As the passages from Job
remind us, there is much to be humbled by when we turn our eyes to the stars –
or to the smallest element of creation. And in what those same eyes see there
is much to respond to with joy – the majesty of the infinite and the delight of
the minute. That humility and that joy are part of what make us human, make us
special, and give us a unique purpose in the plan of God.
Genesis 2:15 (CEB): The
Lord God took the human being and settled him in the garden of Eden to farm it
and to take care of it.
In other words, we are both
to cultivate the land and to take custody of it as servants of the Lord. We are
stewards of the earth, caretakers and custodians.
In Genesis 1:26-28, God says,
“Let us make humanity in our image to resemble us so that they may take
charge of the fish of the sea, the birds in the sky, the livestock, all the
earth, and all the crawling things on earth.” God created humanity in God’s own
image, in the divine image God created them, male and female God created them.

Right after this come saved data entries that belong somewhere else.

fn nested_attribute_type(
    name: &str,
    raw: &proto::schema::Object,
) -> std::result::Result<AttributeType, SchemaError> {
    use proto::schema::object::NestingMode as Wire;

    let mut fields = BTreeMap::new();
    for raw_attr in &raw.attributes {
        fields.insert(raw_attr.name.clone(), translate_attribute(raw_attr)?.r#type);
    }
    let object = AttributeType::Object(fields);

    match Wire::try_from(raw.nesting) {
        Ok(Wire::Single) => Ok(object),
        Ok(Wire::List) => Ok(AttributeType::list(object)),
        Ok(Wire::Set) => Ok(AttributeType::set(object)),
        Ok(Wire::Map) => Ok(AttributeType::map(object)),
        Ok(Wire::Invalid) | Err(_) => Err(SchemaError::InvalidAttributeNesting {
            name: name.to_string(),
            mode: raw.nesting,
        }),
    }
}

/// Builds a [`Schema`] from a schema response.
///
/// Error diagnostics in the response mean the provider could not describe
/// itself, which leaves nothing useful to do with it.
pub fn load_schema(resp: &proto::get_provider_schema::Response) -> Result<Schema> {
    let diags = decode_diagnostics(&resp.diagnostics);
    if diags.has_errors() {
        return Err(TfproviderError::Schema(diags));
    }
    for diag in diags.iter() {
        tracing::warn!(summary = %diag.summary, detail = %diag.detail, "provider schema warning");
    }

    let provider_config = translate_block(
        resp.provider
            .as_ref()
            .and_then(|schema| schema.block.as_ref()),
    )?;

    let mut managed_resource_types = BTreeMap::new();
    for (name, raw) in &resp.resource_schemas {
        managed_resource_types.insert(
            name.clone(),
            ManagedResourceTypeSchema {
                version: raw.version,
                content: translate_block(raw.block.as_ref())?,
            },
        );
    }

    let mut data_resource_types = BTreeMap::new();
    for (name, raw) in &resp.data_source_schemas {
        data_resource_types.insert(
            name.clone(),
            DataResourceTypeSchema {
                content: translate_block(raw.block.as_ref())?,
            },
        );
    }

    Ok(Schema {
        provider_config,
        managed_resource_types,
        data_resource_types,
    })
}
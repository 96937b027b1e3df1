//! Diagnostics and their wire mapping
//!
//! Every provider operation returns [`Diagnostics`] alongside whatever
//! result it could produce. Diagnostics keep the order in which the
//! provider (or the client) raised them.

use crate::error::CallError;
use crate::proto;
use crate::proto::attribute_path::step::Selector;
use crate::types::{AttributePath, AttributePathStep};
use serde::Serialize;
use std::error::Error as _;
use std::fmt;

/// Severity level for diagnostics
#[derive(Debug, Clone, Copy, PartialEq, Eq, PartialOrd, Ord, Hash, Serialize)]
#[serde(rename_all = "lowercase")]
pub enum DiagnosticSeverity {
    Error,
    Warning,
}

/// Where a diagnostic came from
#[derive(Debug, Clone, Copy, PartialEq, Eq, PartialOrd, Ord, Hash, Serialize)]
#[serde(rename_all = "lowercase")]
pub enum DiagnosticOrigin {
    /// Reported by the provider plugin
    Plugin,
    /// Raised locally, e.g. by the codec or the lifecycle checks
    Client,
    /// The RPC itself failed; retrying may help
    Transport,
}

/// Diagnostic represents a warning or error about a provider operation
#[derive(Debug, Clone, PartialEq, Eq, PartialOrd, Ord, Hash, Serialize)]
pub struct Diagnostic {
    pub severity: DiagnosticSeverity,
    pub summary: String,
    pub detail: String,
    #[serde(skip_serializing_if = "AttributePath::is_empty")]
    pub attribute: AttributePath,
    pub origin: DiagnosticOrigin,
}

impl Diagnostic {
    pub fn error(summary: impl Into<String>, detail: impl Into<String>) -> Self {
        Self {
            severity: DiagnosticSeverity::Error,
            summary: summary.into(),
            detail: detail.into(),
            attribute: AttributePath::root(),
            origin: DiagnosticOrigin::Client,
        }
    }

    pub fn warning(summary: impl Into<String>, detail: impl Into<String>) -> Self {
        Self {
            severity: DiagnosticSeverity::Warning,
            ..Self::error(summary, detail)
        }
    }

    pub fn with_attribute(mut self, path: AttributePath) -> Self {
        self.attribute = path;
        self
    }

    pub fn is_error(&self) -> bool {
        self.severity == DiagnosticSeverity::Error
    }

    pub fn is_transport_failure(&self) -> bool {
        self.origin == DiagnosticOrigin::Transport
    }
}

impl fmt::Display for Diagnostic {
    fn fmt(&self, f: &mut fmt::Formatter<'_>) -> fmt::Result {
        let label = match self.severity {
            DiagnosticSeverity::Error => "Error",
            DiagnosticSeverity::Warning => "Warning",
        };
        if self.attribute.is_empty() {
            write!(f, "{label}: {}; {}", self.summary, self.detail)
        } else {
            write!(
                f,
                "{label}: {}: {}; {}",
                self.attribute, self.summary, self.detail
            )
        }
    }
}

/// Ordered collection of diagnostics
#[derive(Debug, Clone, Default, PartialEq, Eq, Serialize)]
#[serde(transparent)]
pub struct Diagnostics {
    items: Vec<Diagnostic>,
}

impl Diagnostics {
    pub fn new() -> Self {
        Self::default()
    }

    pub fn push(&mut self, diag: Diagnostic) {
        self.items.push(diag);
    }

    pub fn add_error(&mut self, summary: impl Into<String>, detail: impl Into<String>) {
        self.push(Diagnostic::error(summary, detail));
    }

    pub fn add_warning(&mut self, summary: impl Into<String>, detail: impl Into<String>) {
        self.push(Diagnostic::warning(summary, detail));
    }

    pub fn append(&mut self, other: Diagnostics) {
        self.items.extend(other.items);
    }

    pub fn has_errors(&self) -> bool {
        self.items.iter().any(Diagnostic::is_error)
    }

    pub fn is_empty(&self) -> bool {
        self.items.is_empty()
    }

    pub fn len(&self) -> usize {
        self.items.len()
    }

    pub fn iter(&self) -> std::slice::Iter<'_, Diagnostic> {
        self.items.iter()
    }

    pub fn errors(&self) -> impl Iterator<Item = &Diagnostic> {
        self.items.iter().filter(|d| d.is_error())
    }
}

impl From<Diagnostic> for Diagnostics {
    fn from(diag: Diagnostic) -> Self {
        Self { items: vec![diag] }
    }
}

impl FromIterator<Diagnostic> for Diagnostics {
    fn from_iter<I: IntoIterator<Item = Diagnostic>>(iter: I) -> Self {
        Self {
            items: iter.into_iter().collect(),
        }
    }
}

impl Extend<Diagnostic> for Diagnostics {
    fn extend<I: IntoIterator<Item = Diagnostic>>(&mut self, iter: I) {
        self.items.extend(iter);
    }
}

impl IntoIterator for Diagnostics {
    type Item = Diagnostic;
    type IntoIter = std::vec::IntoIter<Diagnostic>;

    fn into_iter(self) -> Self::IntoIter {
        self.items.into_iter()
    }
}

impl<'a> IntoIterator for &'a Diagnostics {
    type Item = &'a Diagnostic;
    type IntoIter = std::slice::Iter<'a, Diagnostic>;

    fn into_iter(self) -> Self::IntoIter {
        self.items.iter()
    }
}

impl fmt::Display for Diagnostics {
    fn fmt(&self, f: &mut fmt::Formatter<'_>) -> fmt::Result {
        for (i, diag) in self.items.iter().enumerate() {
            if i > 0 {
                f.write_str("\n")?;
            }
            write!(f, "{diag}")?;
        }
        Ok(())
    }
}

/// Converts diagnostics received from the plugin.
///
/// A severity the client does not recognise is treated as an error, so an
/// unclassified problem cannot be silently ignored.
pub fn decode_diagnostics(raws: &[proto::Diagnostic]) -> Diagnostics {
    raws.iter()
        .map(|raw| {
            let severity = match proto::diagnostic::Severity::try_from(raw.severity) {
                Ok(proto::diagnostic::Severity::Warning) => DiagnosticSeverity::Warning,
                Ok(proto::diagnostic::Severity::Error) => DiagnosticSeverity::Error,
                Ok(proto::diagnostic::Severity::Invalid) | Err(_) => {
                    tracing::warn!(
                        severity = raw.severity,
                        summary = %raw.summary,
                        "provider sent a diagnostic with unrecognised severity; treating it as an error"
                    );
                    DiagnosticSeverity::Error
                }
            };
            Diagnostic {
                severity,
                summary: raw.summary.clone(),
                detail: raw.detail.clone(),
                attribute: raw
                    .attribute
                    .as_ref()
                    .map(decode_attribute_path)
                    .unwrap_or_default(),
                origin: DiagnosticOrigin::Plugin,
            }
        })
        .collect()
}

/// Maps wire path steps positionally; a step without a recognised selector
/// becomes [`AttributePathStep::Unknown`] so the path keeps its length.
pub fn decode_attribute_path(raw: &proto::AttributePath) -> AttributePath {
    raw.steps
        .iter()
        .map(|step| match &step.selector {
            Some(Selector::AttributeName(name)) => AttributePathStep::AttributeName(name.clone()),
            Some(Selector::ElementKeyString(key)) => AttributePathStep::MapKey(key.clone()),
            Some(Selector::ElementKeyInt(idx)) => AttributePathStep::ListIndex(*idx),
            None => AttributePathStep::Unknown,
        })
        .collect()
}

pub fn encode_attribute_path(path: &AttributePath) -> proto::AttributePath {
    proto::AttributePath {
        steps: path
            .steps
            .iter()
            .map(|step| proto::attribute_path::Step {
                selector: match step {
                    AttributePathStep::AttributeName(name) => {
                        Some(Selector::AttributeName(name.clone()))
                    }
                    AttributePathStep::MapKey(key) => Some(Selector::ElementKeyString(key.clone())),
                    AttributePathStep::ListIndex(idx) => Some(Selector::ElementKeyInt(*idx)),
                    AttributePathStep::Unknown => None,
                },
            })
            .collect(),
    }
}

pub fn encode_diagnostics(diags: &Diagnostics) -> Vec<proto::Diagnostic> {
    diags
        .iter()
        .map(|diag| proto::Diagnostic {
            severity: match diag.severity {
                DiagnosticSeverity::Error => proto::diagnostic::Severity::Error as i32,
                DiagnosticSeverity::Warning => proto::diagnostic::Severity::Warning as i32,
            },
            summary: diag.summary.clone(),
            detail: diag.detail.clone(),
            attribute: (!diag.attribute.is_empty())
                .then(|| encode_attribute_path(&diag.attribute)),
        })
        .collect()
}

/// Summarises a failed RPC call as exactly one transport diagnostic.
pub fn rpc_error_diagnostics(err: &CallError) -> Diagnostics {
    let detail = match err {
        CallError::Status(status) if status.source().is_none() => format!(
            "Provider returned RPC error {:?}: {}.",
            status.code(),
            status.message()
        ),
        CallError::Status(status) => match status.source() {
            Some(source) => format!("Provider RPC call failed: {source}."),
            None => format!("Provider RPC call failed: {}.", status.message()),
        },
        CallError::Cancelled | CallError::DeadlineExceeded => {
            format!("Provider RPC call failed: {err}.")
        }
    };
    Diagnostics::from(Diagnostic {
        origin: DiagnosticOrigin::Transport,
        ..Diagnostic::error("Failed to call provider plugin", detail)
    })
}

God blessed them and said to them, “Be fertile and multiply; fill the earth and
master it. Take charge of the fish of the sea, the birds in the sky, and
everything crawling on the ground.”
As the notes to the Common
English Bible inform us, to take charge – to rule as a master over servants, or a king over subjects – is a
way of characterizing human power and authority over the rest of the animal
world. But that in itself does not say anything one way or another about how
that power is exercised, whether in caring for creation or ruling harshly over
it.
We are God’s representatives,
or images, in creation, so exercising that authority of “taking charge” is a
servant role, subservient to the true Lord of the universe. We have power to
alter the world but we depend on the earth and its life for survival.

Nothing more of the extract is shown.